MozMEAO SRE Status Report - December 5, 2017
Here’s what happened on the MozMEAO SRE team from November 14th - December 5th.
Work continues on the SUMO move to AWS. We’ve provisioned a small RDS MySQL instance in AWS for development and tried importing a production snapshot. The import took 30 hours on a
db.t2.small instance, so we experimented with temporarily scaling the RDS instance to a an
db.m4.xlarge. The import is now expected to complete in 5 hours.
We will investigate if incremental backup/restore is an option for the production transition.
MDN had several short downtime events in November, caused by heavy load due to scraping. Our K8s liveness and readiness probes often forced pods to restart when MySQL was slow to respond.
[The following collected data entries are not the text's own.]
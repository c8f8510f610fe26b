//! Property-based tests for the control loop.

use dcmotor_control::prelude::*;
use dcmotor_hal::prelude::*;
use proptest::prelude::*;

fn forward_edge() -> impl Strategy<Value = (Level, Level)> {
    prop_oneof![
        Just((Level::High, Level::Low)),
        Just((Level::Low, Level::High)),
    ]
}

fn reverse_edge() -> impl Strategy<Value = (Level, Level)> {
    prop_oneof![
        Just((Level::High, Level::High)),
        Just((Level::Low, Level::Low)),
    ]
}

fn any_level() -> impl Strategy<Value = Level> {
    prop_oneof![Just(Level::Low), Just(Level::High)]
}

proptest! {
    #![proptest_config(ProptestConfig::with_cases(256))]

    #[test]
    fn prop_every_channel_a_edge_moves_one_count(a in any_level(), b in any_level(), start in -500i32..500) {
        let encoder = QuadratureEncoder::new(0);
        for _ in 0..start.unsigned_abs() {
            if start >= 0 {
                encoder.on_channel_a(Level::High, Level::Low, 0);
            } else {
                encoder.on_channel_a(Level::High, Level::High, 0);
            }
        }
        let before = encoder.position();
        encoder.on_channel_a(a, b, 1);
        let expected = if a == b { -1 } else { 1 };
        prop_assert_eq!(encoder.position() - before, expected);
    }

    #[test]
    fn prop_forward_then_reverse_returns_home(
        forward in proptest::collection::vec(forward_edge(), 0..200),
        reverse_seed in proptest::collection::vec(reverse_edge(), 200),
    ) {
        let encoder = QuadratureEncoder::new(0);
        let mut now = 0u64;
        for (a, b) in &forward {
            now += 10;
            encoder.on_channel_a(*a, *b, now);
        }
        prop_assert_eq!(encoder.position(), i32::try_from(forward.len()).unwrap_or(i32::MAX));

        for (a, b) in reverse_seed.iter().take(forward.len()) {
            now += 10;
            encoder.on_channel_a(*a, *b, now);
        }
        prop_assert_eq!(encoder.position(), 0);
    }

    #[test]
    fn prop_channel_b_never_moves_position(edges in 0usize..100, start in 0u64..1_000_000) {
        let encoder = QuadratureEncoder::new(start);
        encoder.on_channel_a(Level::High, Level::Low, start);
        for i in 0..edges {
            encoder.on_channel_b(start + i as u64);
        }
        let state = encoder.snapshot();
        prop_assert_eq!(state.position, 1);
        prop_assert_eq!(state.direction, Direction::Forward);
    }

    #[test]
    fn prop_velocity_within_ceiling(
        dt in 0u64..1_000_000,
        reverse in any::<bool>(),
        max_velocity in 1.0f32..10_000.0,
    ) {
        let mut estimator = VelocityEstimator::new(max_velocity, 100);
        let snapshot = EncoderState {
            position: 0,
            direction: if reverse { Direction::Reverse } else { Direction::Forward },
            last_transition_us: 1_000_000 + dt,
            previous_transition_us: 1_000_000,
            transitions: 1,
        };
        let update = estimator.estimate(&snapshot, snapshot.last_transition_us / 1_000);
        prop_assert!(update.velocity.abs() <= max_velocity);
        prop_assert!(update.velocity.is_finite());
    }

    #[test]
    fn prop_stall_zeroes_any_prior_velocity(
        dt in 1u64..10_000,
        timeout in 1u32..1_000,
        extra in 1u64..10_000,
    ) {
        let mut estimator = VelocityEstimator::new(3200.0, timeout);
        let snapshot = EncoderState {
            position: 1,
            direction: Direction::Forward,
            last_transition_us: dt,
            previous_transition_us: 0,
            transitions: 1,
        };
        let edge_ms = dt / 1_000;
        estimator.estimate(&snapshot, edge_ms);
        let update = estimator.estimate(&snapshot, edge_ms + u64::from(timeout) + extra);
        prop_assert!(update.velocity.abs() < f32::EPSILON);
    }

    #[test]
    fn prop_edges_first_seen_after_window_read_zero(
        edges in 2u32..50,
        interval_us in 50u64..5_000,
        timeout in 1u32..1_000,
        late_ms in 1u64..10_000,
    ) {
        let encoder = QuadratureEncoder::new(0);
        let mut now_us = 0u64;
        for _ in 0..edges {
            now_us += interval_us;
            encoder.on_channel_a(Level::High, Level::Low, now_us);
        }
        let snapshot = encoder.snapshot();

        let mut estimator = VelocityEstimator::new(3200.0, timeout);
        let now_ms = now_us / 1_000 + u64::from(timeout) + late_ms;
        let update = estimator.estimate(&snapshot, now_ms);
        prop_assert!(update.velocity.abs() < f32::EPSILON);
        prop_assert!(update.stalled);
    }

    #[test]
    fn prop_zero_gains_always_zero(
        errors in proptest::collection::vec((-1.0e6f32..1.0e6, -1.0e6f32..1.0e6), 1..100),
    ) {
        let mut pid = PidController::new(PidGains::default(), 100.0, 1000.0);
        for (desired, measured) in errors {
            prop_assert!(pid.velocity_command(desired, measured).raw.abs() < f32::EPSILON);
        }
    }

    #[test]
    fn prop_windup_bounded(
        error in -1.0e4f32..1.0e4,
        cycles in 1usize..500,
        position in any::<bool>(),
    ) {
        let mut pid = PidController::new(PidGains::new(0.0, 1.0, 0.0), 100.0, 1000.0);
        let bound = if position { 1000.0 } else { 100.0 };
        for _ in 0..cycles {
            let out = if position {
                pid.position_command(error as i32, 0)
            } else {
                pid.velocity_command(error, 0.0)
            };
            prop_assert!(out.error_sum.abs() <= bound);
        }
    }

    #[test]
    fn prop_driver_duty_within_ceiling(power in any::<i32>(), max_pwm in any::<u16>(), inverted in any::<bool>()) {
        let polarity = if inverted { Polarity::Inverted } else { Polarity::Normal };
        let mut hal = SimulatedHal::new();
        let out = MotorDriver::drive(&mut hal, DriveCommand::new(power, polarity), max_pwm);
        prop_assert!(out.duty <= max_pwm);
        prop_assert_eq!(u32::from(out.duty), power.unsigned_abs().min(u32::from(max_pwm)));
        if power == 0 {
            prop_assert_eq!(hal.direction_pins(), (Level::Low, Level::Low));
        } else {
            prop_assert_ne!(out.direction1, out.direction2);
        }
    }

    #[test]
    fn prop_velocity_mode_respects_setpoint_sign(
        target in -5_000.0f32..5_000.0,
        kp in 0.0f32..10.0,
        ki in 0.0f32..10.0,
        kd in 0.0f32..10.0,
        steps in proptest::collection::vec(1u64..50_000, 1..40),
        max_pwm in 1u16..1024,
    ) {
        let Ok(config) = MotorConfig::builder()
            .max_pwm(max_pwm)
            .gains(PidGains::new(kp, ki, kd))
            .build()
        else {
            return Err(TestCaseError::fail("config rejected"));
        };
        let Ok(mut motor) = DcMotorController::new(SimulatedHal::new(), config) else {
            return Err(TestCaseError::fail("construction failed"));
        };
        motor.set_desired_velocity(target);
        for step in steps {
            motor.hal_mut().advance_us(step);
            let report = motor.update();
            prop_assert!(report.output.duty <= max_pwm);
            if target >= 0.0 {
                prop_assert!(report.commanded_power >= 0);
                prop_assert_ne!(report.output.state, BridgeState::Reverse);
            } else {
                prop_assert!(report.commanded_power <= 0);
                prop_assert_ne!(report.output.state, BridgeState::Forward);
            }
        }
    }

    #[test]
    fn prop_position_mode_symmetric_bound(
        target in any::<i32>(),
        kp in 0.0f32..100.0,
        max_pwm in 1u16..1024,
        cycles in 1usize..30,
    ) {
        let Ok(config) = MotorConfig::builder()
            .max_pwm(max_pwm)
            .gains(PidGains::new(kp, 0.0, 0.0))
            .build()
        else {
            return Err(TestCaseError::fail("config rejected"));
        };
        let Ok(mut motor) = DcMotorController::new(SimulatedHal::new(), config) else {
            return Err(TestCaseError::fail("construction failed"));
        };
        motor.set_desired_position(target);
        for _ in 0..cycles {
            motor.hal_mut().advance_ms(10);
            let report = motor.update();
            prop_assert!(report.commanded_power.unsigned_abs() <= u32::from(max_pwm));
        }
    }
}
//! Top-level error type and severity classification.

use core::fmt;

use crate::ConfigError;

/// Top-level error type for the motor controller workspace.
#[derive(Debug, Clone, PartialEq, thiserror::Error)]
pub enum MotorError {
    /// Configuration rejected during validation
    #[error("Configuration error: {0}")]
    Config(#[from] ConfigError),
}

impl MotorError {
    /// Get the error severity level.
    pub fn severity(&self) -> ErrorSeverity {
        match self {
            MotorError::Config(e) => e.severity(),
        }
    }

    /// Check if the controller can continue after this error.
    ///
    /// Configuration errors leave the previous configuration in place, so a
    /// corrected value can be applied without rebuilding the controller.
    pub fn is_recoverable(&self) -> bool {
        self.severity() < ErrorSeverity::Critical
    }
}

/// Error severity level.
#[derive(Debug, Clone, Copy, PartialEq, Eq, PartialOrd, Ord, Hash)]
#[repr(u8)]
pub enum ErrorSeverity {
    /// Informational, no action required
    Info = 0,
    /// Warning, may require attention
    Warning = 1,
    /// Error, operation failed
    Error = 2,
    /// Critical, motor output must not be enabled
    Critical = 3,
}

impl fmt::Display for ErrorSeverity {
    fn fmt(&self, f: &mut fmt::Formatter<'_>) -> fmt::Result {
        match self {
            ErrorSeverity::Info => write!(f, "INFO"),
            ErrorSeverity::Warning => write!(f, "WARN"),
            ErrorSeverity::Error => write!(f, "ERROR"),
            ErrorSeverity::Critical => write!(f, "CRITICAL"),
        }
    }
}

#[cfg(test)]
mod tests {
    use super::*;
    use std::string::ToString;

    #[test]
    fn test_error_severity_ordering() {
        assert!(ErrorSeverity::Critical > ErrorSeverity::Error);
        assert!(ErrorSeverity::Error > ErrorSeverity::Warning);
        assert!(ErrorSeverity::Warning > ErrorSeverity::Info);
    }

    #[test]
    fn test_severity_display() {
        assert_eq!(ErrorSeverity::Warning.to_string(), "WARN");
        assert_eq!(ErrorSeverity::Critical.to_string(), "CRITICAL");
    }

    #[test]
    fn test_motor_error_from_config() {
        let err: MotorError = ConfigError::PwmLimitUnset.into();
        assert!(matches!(err, MotorError::Config(ConfigError::PwmLimitUnset)));
        assert_eq!(err.severity(), ErrorSeverity::Critical);
        assert!(!err.is_recoverable());
    }

    #[test]
    fn test_motor_error_is_error() {
        let err: MotorError = ConfigError::non_finite("kp").into();
        let _: &dyn core::error::Error = &err;
        assert!(err.is_recoverable());
    }
}
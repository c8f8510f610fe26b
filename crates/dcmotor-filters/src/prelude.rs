//! Prelude for the filters crate.
//!
//! ```
//! use dcmotor_filters::prelude::*;
//!
//! let mut filter = LowPassFilter::new(20.0);
//! assert!((filter.step(3.0, 1_000) - 3.0).abs() < 1e-6);
//! ```

pub use crate::lowpass::LowPassFilter;
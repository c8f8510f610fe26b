//! Software implementation of [`MotorHal`] for tests and host simulation.

use std::vec::Vec;

use crate::hal::MotorHal;
use crate::pins::{AnalogInput, DigitalInput, DigitalOutput, Level, PwmOutput};

/// Writes kept by [`SimulatedHal::new`] before the oldest are dropped.
pub const DEFAULT_WRITE_LOG_LIMIT: usize = 4_096;

/// One output write observed by [`SimulatedHal`].
#[derive(Debug, Clone, Copy, PartialEq, Eq)]
pub enum HalWrite {
    /// A direction pin was written.
    Digital {
        /// Pin written
        output: DigitalOutput,
        /// Level written
        level: Level,
        /// Simulated time of the write
        at_us: u64,
    },
    /// A PWM duty was written.
    Pwm {
        /// Output written
        output: PwmOutput,
        /// Duty written
        duty: u16,
        /// Simulated time of the write
        at_us: u64,
    },
}

/// In-memory motor board.
///
/// Inputs (encoder levels, ADC reading) are set by the test. Outputs are
/// latched and every write is appended to a log holding the most recent
/// [`DEFAULT_WRITE_LOG_LIMIT`] entries (see [`SimulatedHal::with_write_log_limit`]),
/// so long simulations run in bounded memory. Time only moves when the test
/// advances it; `millis` is always `micros / 1000`.
///
/// # Example
///
/// ```rust
/// use dcmotor_hal::prelude::*;
///
/// let mut hal = SimulatedHal::new();
/// hal.write_digital(DigitalOutput::Direction2, Level::High);
/// hal.write_pwm(PwmOutput::Power, 40);
///
/// assert_eq!(hal.digital_output(DigitalOutput::Direction2), Level::High);
/// assert_eq!(hal.writes().len(), 2);
/// ```
#[derive(Debug, Clone)]
pub struct SimulatedHal {
    now_us: u64,
    encoder_a: Level,
    encoder_b: Level,
    current_sense: u16,
    direction1: Level,
    direction2: Level,
    power_duty: u16,
    writes: Vec<HalWrite>,
    write_log_limit: usize,
    dropped_writes: u64,
}

impl Default for SimulatedHal {
    fn default() -> Self {
        Self {
            now_us: 0,
            encoder_a: Level::Low,
            encoder_b: Level::Low,
            current_sense: 0,
            direction1: Level::Low,
            direction2: Level::Low,
            power_duty: 0,
            writes: Vec::new(),
            write_log_limit: DEFAULT_WRITE_LOG_LIMIT,
            dropped_writes: 0,
        }
    }
}

impl SimulatedHal {
    /// Board at time zero with all inputs low and outputs off.
    #[must_use]
    pub fn new() -> Self {
        Self::default()
    }

    /// Keep at most `limit` writes in the log, dropping the oldest first.
    /// A limit of zero disables logging; latched outputs still update.
    #[must_use]
    pub fn with_write_log_limit(mut self, limit: usize) -> Self {
        self.write_log_limit = limit;
        self.trim_writes();
        self
    }

    /// Board starting at `now_us`.
    #[must_use]
    pub fn starting_at(now_us: u64) -> Self {
        Self {
            now_us,
            ..Self::default()
        }
    }

    /// Move the clock forward by `us` microseconds, saturating.
    pub fn advance_us(&mut self, us: u64) {
        self.now_us = self.now_us.saturating_add(us);
    }

    /// Move the clock forward by `ms` milliseconds, saturating.
    pub fn advance_ms(&mut self, ms: u64) {
        self.advance_us(ms.saturating_mul(1_000));
    }

    /// Set the clock to an absolute time. May go backwards, to exercise
    /// clock anomaly handling.
    pub fn set_time_us(&mut self, now_us: u64) {
        self.now_us = now_us;
    }

    /// Set an encoder input level.
    pub fn set_digital_input(&mut self, input: DigitalInput, level: Level) {
        match input {
            DigitalInput::EncoderA => self.encoder_a = level,
            DigitalInput::EncoderB => self.encoder_b = level,
        }
    }

    /// Set both encoder levels at once.
    pub fn set_encoder(&mut self, a: Level, b: Level) {
        self.encoder_a = a;
        self.encoder_b = b;
    }

    /// Set the raw reading returned for an analog input.
    pub fn set_analog(&mut self, input: AnalogInput, raw: u16) {
        match input {
            AnalogInput::CurrentSense => self.current_sense = raw,
        }
    }

    /// Last level written to a direction output.
    #[must_use]
    pub fn digital_output(&self, output: DigitalOutput) -> Level {
        match output {
            DigitalOutput::Direction1 => self.direction1,
            DigitalOutput::Direction2 => self.direction2,
        }
    }

    /// Both direction outputs, `(Direction1, Direction2)`.
    #[must_use]
    pub fn direction_pins(&self) -> (Level, Level) {
        (self.direction1, self.direction2)
    }

    /// Last duty written to a PWM output.
    #[must_use]
    pub fn pwm_duty(&self, output: PwmOutput) -> u16 {
        match output {
            PwmOutput::Power => self.power_duty,
        }
    }

    /// Logged output writes, oldest first.
    #[must_use]
    pub fn writes(&self) -> &[HalWrite] {
        &self.writes
    }

    /// Writes dropped from the front of the log to respect its limit.
    #[must_use]
    pub fn dropped_writes(&self) -> u64 {
        self.dropped_writes
    }

    /// Forget recorded writes; latched outputs are kept.
    pub fn clear_writes(&mut self) {
        self.writes.clear();
    }

    fn log(&mut self, write: HalWrite) {
        self.writes.push(write);
        self.trim_writes();
    }

    fn trim_writes(&mut self) {
        let excess = self.writes.len().saturating_sub(self.write_log_limit);
        if excess > 0 {
            self.writes.drain(..excess);
            self.dropped_writes = self.dropped_writes.saturating_add(u64::try_from(excess).unwrap_or(u64::MAX));
        }
    }
}

impl MotorHal for SimulatedHal {
    fn write_digital(&mut self, output: DigitalOutput, level: Level) {
        match output {
            DigitalOutput::Direction1 => self.direction1 = level,
            DigitalOutput::Direction2 => self.direction2 = level,
        }
        self.log(HalWrite::Digital {
            output,
            level,
            at_us: self.now_us,
        });
    }

    fn read_digital(&self, input: DigitalInput) -> Level {
        match input {
            DigitalInput::EncoderA => self.encoder_a,
            DigitalInput::EncoderB => self.encoder_b,
        }
    }

    fn read_analog(&mut self, input: AnalogInput) -> u16 {
        match input {
            AnalogInput::CurrentSense => self.current_sense,
        }
    }

    fn write_pwm(&mut self, output: PwmOutput, duty: u16) {
        match output {
            PwmOutput::Power => self.power_duty = duty,
        }
        self.log(HalWrite::Pwm {
            output,
            duty,
            at_us: self.now_us,
        });
    }

    fn micros(&self) -> u64 {
        self.now_us
    }

    fn millis(&self) -> u64 {
        self.now_us / 1_000
    }
}
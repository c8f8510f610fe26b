//! H-bridge output stage.
//!
//! Turns a signed power command into two direction pin levels and a PWM
//! magnitude. The sign is consumed by the direction stage only; the
//! magnitude written to the PWM output is always within `[0, max_pwm]`.

use dcmotor_hal::{DigitalOutput, Level, MotorHal, PwmOutput};

/// Wiring polarity of the motor leads.
#[derive(Debug, Clone, Copy, PartialEq, Eq, Hash, Default)]
#[cfg_attr(feature = "serde", derive(serde::Serialize, serde::Deserialize))]
pub enum Polarity {
    /// Forward asserts `Direction1`
    #[default]
    Normal,
    /// Forward asserts `Direction2`, for reversed wiring
    Inverted,
}

/// Direction the bridge was set to.
#[derive(Debug, Clone, Copy, PartialEq, Eq, Hash)]
pub enum BridgeState {
    /// Positive power
    Forward,
    /// Negative power
    Reverse,
    /// Zero power, both direction outputs low (not braking)
    Coast,
}

/// Signed power and the wiring it is applied to.
#[derive(Debug, Clone, Copy, PartialEq, Eq)]
pub struct DriveCommand {
    /// Signed power before clamping
    pub power: i32,
    /// Lead polarity
    pub polarity: Polarity,
}

impl DriveCommand {
    /// Command with the given power and polarity.
    pub const fn new(power: i32, polarity: Polarity) -> Self {
        Self { power, polarity }
    }

    /// Bridge state implied by the sign of the power.
    pub const fn bridge_state(&self) -> BridgeState {
        match self.power.signum() {
            1 => BridgeState::Forward,
            -1 => BridgeState::Reverse,
            _ => BridgeState::Coast,
        }
    }

    /// `(Direction1, Direction2)` levels for this command.
    pub const fn direction_levels(&self) -> (Level, Level) {
        match (self.bridge_state(), self.polarity) {
            (BridgeState::Coast, _) => (Level::Low, Level::Low),
            (BridgeState::Forward, Polarity::Normal) | (BridgeState::Reverse, Polarity::Inverted) => {
                (Level::High, Level::Low)
            }
            (BridgeState::Reverse, Polarity::Normal) | (BridgeState::Forward, Polarity::Inverted) => {
                (Level::Low, Level::High)
            }
        }
    }

    /// PWM magnitude after clamping to `max_pwm`, and whether it was clamped.
    pub fn duty(&self, max_pwm: u16) -> (u16, bool) {
        let magnitude = self.power.unsigned_abs();
        match u16::try_from(magnitude) {
            Ok(duty) if duty <= max_pwm => (duty, false),
            _ => (max_pwm, true),
        }
    }
}

/// What was written to the hardware.
#[derive(Debug, Clone, Copy, PartialEq, Eq)]
pub struct DriveOutput {
    /// Bridge state selected by the power sign
    pub state: BridgeState,
    /// Level written to `Direction1`
    pub direction1: Level,
    /// Level written to `Direction2`
    pub direction2: Level,
    /// Magnitude written to the PWM output
    pub duty: u16,
    /// The magnitude was clamped to `max_pwm`
    pub saturated: bool,
}

/// Stateless output stage.
#[derive(Debug, Clone, Copy, Default)]
pub struct MotorDriver;

impl MotorDriver {
    /// Write direction pins, then the PWM duty.
    ///
    /// # Example
    ///
    /// ```
    /// use dcmotor_control::driver::{BridgeState, DriveCommand, MotorDriver, Polarity};
    /// use dcmotor_hal::prelude::*;
    ///
    /// let mut hal = SimulatedHal::new();
    /// let out = MotorDriver::drive(&mut hal, DriveCommand::new(-300, Polarity::Normal), 255);
    ///
    /// assert_eq!(out.state, BridgeState::Reverse);
    /// assert_eq!(hal.direction_pins(), (Level::Low, Level::High));
    /// assert_eq!(hal.pwm_duty(PwmOutput::Power), 255);
    /// assert!(out.saturated);
    /// ```
    pub fn drive<H: MotorHal>(hal: &mut H, command: DriveCommand, max_pwm: u16) -> DriveOutput {
        let (direction1, direction2) = command.direction_levels();
        let (duty, saturated) = command.duty(max_pwm);

        hal.write_digital(DigitalOutput::Direction1, direction1);
        hal.write_digital(DigitalOutput::Direction2, direction2);
        hal.write_pwm(PwmOutput::Power, duty);

        DriveOutput {
            state: command.bridge_state(),
            direction1,
            direction2,
            duty,
            saturated,
        }
    }
}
Several readiness and liveness probe changes were issued by @escattone and @jwhitlock to help alleviate the issue:
- eliminate DB dependency from liveness & readiness endpoints in Kuma
- adjust liveness tests, avoid DB query in middleware
- increase threshold of failure for liveness/readiness probes
The November 2017 Kuma report has additional details.
We now have a few load balancer infrastructure tests for MDN, implemented in this pull request.
Caching is now more granular due to setting different cache times for different assets.
Bedrock is transitioning to a local Sqlite DB and clock process in every container. This removes the dependency on RDS and makes running Bedrock cheaper. In preparation for this change, S3 buckets have been created for dev, stage and prod.